By 2030 the Centers for Disease Control and Prevention (CDC) predicts that over 67 million Americans will suffer from arthritis. With so many people currently suffering from arthritis and millions more who will be affected in the future, treatment innovation and progress is critical.

Is The Central Nervous System The Key to Better RA Treatment?

In recent years over 100 new drugs have been created to treat rheumatoid arthritis (RA). However, a new study indicates that it may not be the type of drug, but how the drug is given, that may make the most difference for some arthritis sufferers.

In a study conducted at the University of California San Diego School of Medicine, drugs were more efficient in treating arthritic rats when administered directly into the central nervous system (CNS).

Study leader Gary Firestein and his colleagues concentrated primarily on the protein, p38, which other research has shown is triggered in the CNS in response to peripheral pain. They wondered if the protein might also be involved in the interaction between inflammation in the joints and the CNS.

Firestein and his team induced inflammation in the joints of rats. They discovered that p38 was activated, however, the reaction also depended on another protein called TNFα, an inflammation regulator in the body. They decided to inhibit either p38 or the TNFα by administering drugs directly into the rats' spinal cord. As a result, these rats had significantly less inflammation, joint destruction and arthritis compared to rats that received the same treatment without an active drug.

The study also showed that this type of treatment required lower doses of drugs to be effective, compared to drugs given systemically (below the skin). It gives people suffering with arthritis hope of greater efficiency from their drug treatment, fewer side effects, and possibly, lower drug costs.

Tissue Engineering For Cartilage Replacement

New research may offer more permanent or longer-lasting results than hyaluronic injections. Researchers are hoping to find a way to reliably stimulate cartilage replacement. And some progress has been made on this goal.

In a study at Rice University in Houston, Texas, bioengineers discovered that intense pressure stimulates cartilage cells to grow new tissue with almost all the properties of natural cartilage. The type of pressure required is similar to what you'd experience half a mile below the ocean's surface.

The process does not require stem cell use, which will please critics of this medical approach. It also helps people with arthritis avoid any possible side effects of injections.

Good News for Kids with Juvenile Arthritis

For some children arthritis drugs are either ineffective or cause significant side effects, making drug options very limited. Previously, only etanercept (Enbrel) was approved for treating JIA. Last year the Food and Drug Administration approved two new drugs to treat juvenile idiopathic arthritis (JIA), also known as juvenile rheumatoid arthritis. JIA is the most common form of arthritis in children.

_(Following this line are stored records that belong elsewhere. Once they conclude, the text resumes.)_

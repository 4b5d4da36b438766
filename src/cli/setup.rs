//! Runtime setup for the CLI: worker pool and terminal colours.

use crate::config::PatternLintConfig;

/// Rayon thread stack size (8MB for deeply nested syntax trees)
const RAYON_STACK_SIZE: usize = 8 * 1024 * 1024;

/// Configure rayon global thread pool once at startup
pub fn configure_thread_pool(jobs: usize) {
    let mut builder = rayon::ThreadPoolBuilder::new().stack_size(RAYON_STACK_SIZE);

    if jobs > 0 {
        builder = builder.num_threads(jobs);
    }

    if let Err(e) = builder.build_global() {
        tracing::debug!("thread pool already configured: {e}");
    }
}

/// Colour is off when configured off or when writing to a file.
pub fn configure_color(config: &PatternLintConfig, to_file: bool) {
    let configured = config.output.as_ref().and_then(|o| o.use_color);
    if to_file || configured == Some(false) {
        colored::control::set_override(false);
    } else if configured == Some(true) {
        colored::control::set_override(true);
    }
}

Adalumumab (Humira) was given the green light for treating symptoms of moderate to severe JIA in children four years and older. Abatacept (Orencia) was approved for patients six years and older. Both drugs are classified as biologics, and recent studies showed them to be safe and effective for treating children.

In a study reported in the Lancet (and funded by Bristol-Myers Squibb), 60 children between the ages of six and 17 with JIA were given 10 mg of abatacept intravenously and 62 were given a placebo. Twenty per cent of the abatacept group experienced flares compared to 53 per cent in the placebo group. Abatacept works by acting on the T cells, which help to cause inflammation.

In another study reported in the New England Journal of Medicine, adalimumab was shown to be effective in treating children with JIA, especially when combined with methotrexate (a disease-modifiying antirheumatic drug or DMARD).